A district court reviewing a magistrate judge's report follows the standard established in 28 U.S.C. § 636(b)(1) (2000) and Fed.R.Civ.P. 72(b). Because respondent objects in effect to the entire Report, the issue of equitable tolling will be reviewed de novo. See Thomas v. Arn, 474 U.S. 140, 149 (1985) (district judge must make a de novo determination of those parts of the report to which timely written objection has been made by any party, but the uncontested portions of the magistrate judge's report may be adopted unless they show clear error);United States v. Raddatz, 447 U.S. 667, 673-76 (1980).

III.

In "rare and exceptional" circumstances, equitable tolling permits the extension of a statute of limitations beyond the time of expiration to avoid inequity. Smith v. McGinnis, 208 F.3d 13, 17 (2d Cir. 2000); see also Warren v. Garvin, 219 F.3d 111, 113 (2d Cir. 2000). To benefit from the doctrine, a petitioner must show that "extraordinary circumstances prevented him from filing his petition on time" and that he acted with "reasonable diligence" during the period he seeks to toll.McGinnis, 208 F.3d at 17. Equitable tolling "requires the petitioner to demonstrate a causal relationship between the extraordinary circumstances on which the claim for equitable tolling rests and the lateness of his filing, a demonstration that cannot be made if the petitioner, acting with reasonable diligence, could have filed on time notwithstanding the extraordinary circumstances." Valverde v.
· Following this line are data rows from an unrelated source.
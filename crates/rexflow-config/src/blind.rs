//! Blind (Asimov) toggles
//!
//! [`unblind`] is the textual form that operates on raw configuration text;
//! [`toggle_asimov`] works on the parsed document.

use crate::block::BlockKind;
use crate::document::Document;

/// Literal line marking a blind fit
pub const BLIND_LINE: &str = "  FitBlind: TRUE\n";

/// Replacement for [`BLIND_LINE`]
pub const UNBLIND_LINE: &str = "  FitBlind: FALSE\n";

/// Title suffix marking an Asimov configuration
pub const ASIMOV_SUFFIX: &str = "_asimov";

/// Replace the blind-fit line with its unblinded form
///
/// The text is returned unchanged when the literal is absent; a warning is
/// logged so the operator can tell the configuration was not blind.
#[must_use]
pub fn unblind(text: &str) -> String {
    if !text.contains(BLIND_LINE) {
        tracing::warn!("no '{}' line found; configuration left unchanged", BLIND_LINE.trim());
        return text.to_string();
    }
    text.replace(BLIND_LINE, UNBLIND_LINE)
}

/// State of a document after [`toggle_asimov`]
#[derive(Debug, Clone, Copy, PartialEq, Eq)]
pub enum AsimovState {
    /// Blind fit on Asimov data, titles carry the `_asimov` suffix
    Asimov,
    /// Fit to observed data
    Observed,
}

/// Flip a document between Asimov and observed-data fits
///
/// A blind document is unblinded and the `_asimov` suffix is stripped from
/// the Job and Fit titles; otherwise the document is blinded and the suffix
/// appended.
#[must_use]
pub fn toggle_asimov(document: &Document) -> (Document, AsimovState) {
    let mut doc = document.clone();
    let to_asimov = !doc.is_blind();
    doc.set_blind(to_asimov);

    for block in doc.blocks_mut() {
        if !matches!(block.kind(), BlockKind::Job | BlockKind::Fit) {
            continue;
        }
        let title = block.title().to_string();
        if to_asimov && !title.ends_with(ASIMOV_SUFFIX) {
            block.set_title(format!("{title}{ASIMOV_SUFFIX}"));
        } else if !to_asimov {
            if let Some(stripped) = title.strip_suffix(ASIMOV_SUFFIX) {
                block.set_title(stripped);
            }
        }
    }

    let state = if to_asimov {
        AsimovState::Asimov
    } else {
        AsimovState::Observed
    };
    (doc, state)
}

#[cfg(test)]
mod tests {
    use super::*;

    #[test]
    fn unblind_replaces_literal() {
        let text = "Fit: \"tW\"\n  FitBlind: TRUE\n  FitType: SPLUSB\n";
        assert_eq!(unblind(text), "Fit: \"tW\"\n  FitBlind: FALSE\n  FitType: SPLUSB\n");
    }

    #[test]
    fn unblind_without_literal_is_noop() {
        let text = "Fit: \"tW\"\n  FitType: SPLUSB\n";
        assert_eq!(unblind(text), text);
    }

    #[test]
    fn toggle_round_trips() {
        let doc = Document::parse("Job: \"tW\"\n\nFit: \"tW\"\n  FitBlind: FALSE\n").unwrap();

        let (asimov, state) = toggle_asimov(&doc);
        assert_eq!(state, AsimovState::Asimov);
        assert_eq!(asimov.job_name(), "tW_asimov");
        assert!(asimov.is_blind());

        let (observed, state) = toggle_asimov(&asimov);
        assert_eq!(state, AsimovState::Observed);
        assert_eq!(observed, doc);
    }
}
Stinson, 224 F.3d 129, 134 (2d Cir. 2000).

A. Prosecutorial Misconduct

At the time that Rodriguez's first habeas petition — which included his claim of prosecutorial misconduct — was dismissed without prejudice to refiling, it was an open question in the Second Circuit whether the AEDPA limitations period should be statutorily tolled during the pendency of a previous federal collateral attack. In light of the Supreme Court's holding inDuncan, the Second Circuit in this case directed courts to consider whether the limitations period should be equitably tolled during the pendency of a previously filed habeas petition. The Court recognized that it often takes a substantial amount of time for a federal court to dismiss on procedural grounds a mixed petition — i.e. a petition containing both exhausted and unexhausted claims. Rodriguez, 303 F.3d at 439 n. 1. As a result, it would often happen that "the `without prejudice' provision was an illusion; petitioner could never succeed in timely refiling the petition because he would already be time-barred." Id. at 439.
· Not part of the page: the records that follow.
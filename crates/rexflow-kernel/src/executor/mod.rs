//! Local execution
//!
//! Runs a [`PipelineGraph`] wave by wave on a bounded pool of child
//! processes. Every unit of a wave is dispatched together; a semaphore
//! bounds how many children are alive at once. The executor waits for the
//! whole wave before looking at the next one.
//!
//! # Failure policy
//!
//! A unit that exits non-zero (or cannot be spawned) is recorded and its
//! siblings keep running. Once the wave has drained, any failure stops the
//! pipeline with [`PipelineError::StageFailure`] carrying the report.

use crate::dag::PipelineGraph;
use crate::error::PipelineError;
use crate::scheduler::{Schedule, WorkUnit};
use crate::settings::{RexflowSettings, ToolPaths};
use crate::types::{StageKind, Tool};
use serde::Serialize;
use std::path::{Path, PathBuf};
use std::process::Stdio;
use std::sync::Arc;
use std::time::{Duration, Instant};
use tokio::sync::Semaphore;

/// File name of the JSON run report inside the workspace
pub const REPORT_FILE: &str = "rexflow-report.json";

/// Runs one unit of work
///
/// Implement this trait to change how invocations are carried out; the
/// scheduling policy of [`LocalExecutor`] does not depend on it.
#[async_trait::async_trait]
pub trait UnitRunner: Send + Sync {
    /// Run `unit` with `workdir` as its working directory
    ///
    /// Returns the exit code, `None` when the process was terminated by a
    /// signal.
    async fn run_unit(&self, unit: &WorkUnit, workdir: &Path) -> std::io::Result<Option<i32>>;
}

/// Spawns the configured executables as child processes
#[derive(Debug, Clone)]
pub struct ProcessRunner {
    tools: ToolPaths,
}

impl ProcessRunner {
    /// Runner using the resolved `tools`
    #[must_use]
    pub fn new(tools: ToolPaths) -> Self {
        Self { tools }
    }
}

#[async_trait::async_trait]
impl UnitRunner for ProcessRunner {
    async fn run_unit(&self, unit: &WorkUnit, workdir: &Path) -> std::io::Result<Option<i32>> {
        let tool = unit.invocation.tool;
        let program = self.tools.get(tool).ok_or_else(|| {
            std::io::Error::new(
                std::io::ErrorKind::NotFound,
                format!("no executable resolved for {tool}"),
            )
        })?;
        tracing::debug!(stage = %unit.stage, program = %program.display(), args = %unit.invocation, "spawning");
        let status = tokio::process::Command::new(program)
            .args(&unit.invocation.args)
            .current_dir(workdir)
            .stdin(Stdio::null())
            .status()
            .await?;
        Ok(status.code())
    }
}

/// Outcome of one unit
#[derive(Debug, Clone, PartialEq, Eq, Serialize)]
pub struct UnitOutcome {
    /// Owning stage
    pub stage: StageKind,
    /// Tool that ran
    pub tool: Tool,
    /// Argument string
    pub invocation: String,
    /// Exit code, when the process exited normally
    pub exit_code: Option<i32>,
    /// Spawn or wait failure
    pub error: Option<String>,
    /// Whether the unit succeeded
    pub success: bool,
    /// Wall time in milliseconds
    pub duration_ms: u64,
}

impl UnitOutcome {
    fn new(unit: &WorkUnit, result: std::io::Result<Option<i32>>, elapsed: Duration) -> Self {
        let (exit_code, error) = match result {
            Ok(code) => (code, None),
            Err(e) => (None, Some(e.to_string())),
        };
        Self {
            stage: unit.stage,
            tool: unit.invocation.tool,
            invocation: unit.invocation.to_string(),
            exit_code,
            success: error.is_none() && exit_code == Some(0),
            error,
            duration_ms: u64::try_from(elapsed.as_millis()).unwrap_or(u64::MAX),
        }
    }
}

/// Outcomes of one wave
#[derive(Debug, Clone, Default, PartialEq, Eq, Serialize)]
pub struct WaveReport {
    /// Wave position
    pub index: usize,
    /// Stages in the wave
    pub stages: Vec<StageKind>,
    /// One outcome per unit, in dispatch order
    pub outcomes: Vec<UnitOutcome>,
}

impl WaveReport {
    /// Failed outcomes
    pub fn failures(&self) -> impl Iterator<Item = &UnitOutcome> {
        self.outcomes.iter().filter(|o| !o.success)
    }
}

/// Everything a local run did
#[derive(Debug, Clone, Default, PartialEq, Eq, Serialize)]
pub struct RunReport {
    /// Working directory of every unit
    pub workspace: PathBuf,
    /// Completed waves, the last one possibly failed
    pub waves: Vec<WaveReport>,
}

impl RunReport {
    /// Every outcome across waves
    pub fn outcomes(&self) -> impl Iterator<Item = &UnitOutcome> {
        self.waves.iter().flat_map(|w| w.outcomes.iter())
    }

    /// Whether every recorded unit succeeded
    #[must_use]
    pub fn is_success(&self) -> bool {
        self.outcomes().all(|o| o.success)
    }

    /// Pretty JSON rendering
    ///
    /// # Errors
    /// Propagates `serde_json` errors.
    pub fn to_json(&self) -> serde_json::Result<String> {
        serde_json::to_string_pretty(self)
    }

    /// Write the JSON rendering to `path`
    ///
    /// # Errors
    /// `PipelineError::Io` on write failure.
    pub fn write_json(&self, path: &Path) -> Result<(), PipelineError> {
        let json = self
            .to_json()
            .map_err(|e| PipelineError::io(path, std::io::Error::other(e)))?;
        std::fs::write(path, json).map_err(|e| PipelineError::io(path, e))
    }
}

/// Wave-barrier executor over a bounded worker pool
#[derive(Clone)]
pub struct LocalExecutor {
    runner: Arc<dyn UnitRunner>,
    workers: usize,
}

impl std::fmt::Debug for LocalExecutor {
    fn fmt(&self, f: &mut std::fmt::Formatter<'_>) -> std::fmt::Result {
        f.debug_struct("LocalExecutor")
            .field("workers", &self.workers)
            .finish_non_exhaustive()
    }
}

impl LocalExecutor {
    /// Executor spawning real processes
    ///
    /// Executables for `tools` are resolved here, before anything runs.
    ///
    /// # Errors
    /// `PipelineError::MissingExecutable` if a tool cannot be located.
    pub fn new(settings: &RexflowSettings, tools: &[Tool]) -> Result<Self, PipelineError> {
        let paths = ToolPaths::resolve(settings, tools)?;
        Ok(Self::with_runner(
            Arc::new(ProcessRunner::new(paths)),
            settings.worker_count(),
        ))
    }

    /// Executor with a custom unit runner
    #[must_use]
    pub fn with_runner(runner: Arc<dyn UnitRunner>, workers: usize) -> Self {
        Self {
            runner,
            workers: workers.max(1),
        }
    }

    /// Pool size
    #[inline]
    #[must_use]
    pub fn workers(&self) -> usize {
        self.workers
    }

    /// Run every wave of `graph` with `workdir` as working directory
    ///
    /// # Errors
    /// `PipelineError::StageFailure` after the first wave with a failed unit.
    pub async fn run(&self, graph: &PipelineGraph, workdir: &Path) -> Result<RunReport, PipelineError> {
        let schedule = Schedule::from_graph(graph);
        let semaphore = Arc::new(Semaphore::new(self.workers));
        let mut report = RunReport {
            workspace: workdir.to_path_buf(),
            waves: Vec::with_capacity(schedule.waves().len()),
        };
        tracing::info!(
            waves = schedule.waves().len(),
            units = schedule.unit_count(),
            workers = self.workers,
            "starting local run"
        );

        for wave in schedule.waves() {
            tracing::info!(wave = wave.index, stages = ?wave.stages, units = wave.units.len(), "dispatching wave");
            let mut handles = Vec::with_capacity(wave.units.len());
            for unit in &wave.units {
                let runner = Arc::clone(&self.runner);
                let semaphore = Arc::clone(&semaphore);
                let dir = workdir.to_path_buf();
                let task_unit = unit.clone();
                let handle = tokio::spawn(async move {
                    let _permit = semaphore.acquire_owned().await.ok();
                    let start = Instant::now();
                    let result = runner.run_unit(&task_unit, &dir).await;
                    UnitOutcome::new(&task_unit, result, start.elapsed())
                });
                handles.push((unit, handle));
            }

            let mut outcomes = Vec::with_capacity(handles.len());
            for (unit, handle) in handles {
                let outcome = match handle.await {
                    Ok(outcome) => outcome,
                    Err(join) => UnitOutcome::new(
                        unit,
                        Err(std::io::Error::other(join.to_string())),
                        Duration::ZERO,
                    ),
                };
                if !outcome.success {
                    tracing::error!(
                        stage = %outcome.stage,
                        invocation = %outcome.invocation,
                        exit_code = ?outcome.exit_code,
                        error = ?outcome.error,
                        "unit failed"
                    );
                }
                outcomes.push(outcome);
            }

            let wave_report = WaveReport {
                index: wave.index,
                stages: wave.stages.clone(),
                outcomes,
            };
            let mut failed_stages: Vec<StageKind> = wave_report.failures().map(|o| o.stage).collect();
            failed_stages.dedup();
            let failed = wave_report.failures().count();
            let total = wave_report.outcomes.len();
            report.waves.push(wave_report);

            if failed > 0 {
                tracing::error!(wave = wave.index, failed, total, "wave failed, stopping");
                return Err(PipelineError::StageFailure {
                    stages: failed_stages,
                    failed,
                    total,
                    report: Box::new(report),
                });
            }
            tracing::info!(wave = wave.index, "wave complete");
        }

        tracing::info!(units = schedule.unit_count(), "local run complete");
        Ok(report)
    }
}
In Zarvela v. Artuz, 254 F.3d 374, 379 (2d Cir. 2001), the Second Circuit proposed an alternative to dismissing petitions without prejudice to address the problem contemplated by the Court in this case. The Court announced that where a mixed petition is timely filed, a district court may, in its discretion, stay that petition rather than dismiss it without prejudice. Doing so would allow state courts to consider all issues in the first instance and not jeopardize the timeliness of petitioner's habeas petition by requiring him to file a potentially untimely subsequent petition. Id. at 380-81.

Where the petition is stayed pursuant to Zarvela, equitable tolling is not an issue. Equitable tolling is appropriate in cases in which the decision to dismiss the petition without prejudice was made prior to the Second Circuit decision inZarvela. In this case, neither Zarvela nor Duncan had been decided at the time Rodriguez raised his claim of prosecutorial misconduct in his first petition. Had those decisions been available at the time, the first petition would have been stayed rather than dismissed without prejudice in order to avoid the risk of rendering untimely any future habeas petition containing the claim of prosecutorial misconduct. Therefore, "extraordinary circumstances" exist as to this claim for the period during which the original petition was pending in this court. See, e.g., Felton v. Mazzuca, No. 98-4567, 2004 WL 2072538, at *5 (S.D.N.Y. Sept. 15, 2004); Owens v. Comm'r of Corrs., No. 01-1480, 2003 WL 22208496, at *4 (D. Conn. Sept. 4, 2003) (finding extraordinary circumstances from the fact that "[a]t the time the court dismissed the petitioner's first federal petition without prejudice for failure to exhaust remedies, neither the court nor the petitioner could have foreseen that four years later, the Supreme Court would issue its decision inDuncan . . . rendering the present petition untimely");Jimenez v. Walker, 166 F. Supp.2d 765, 772 (E.D.N.Y. 2001) ("the fact that Duncan transformed the dismissal of the [petitioner's first federal petition] without prejudice into a dismissal with prejudice by rendering the [present] petition time-barred presents extraordinary circumstances").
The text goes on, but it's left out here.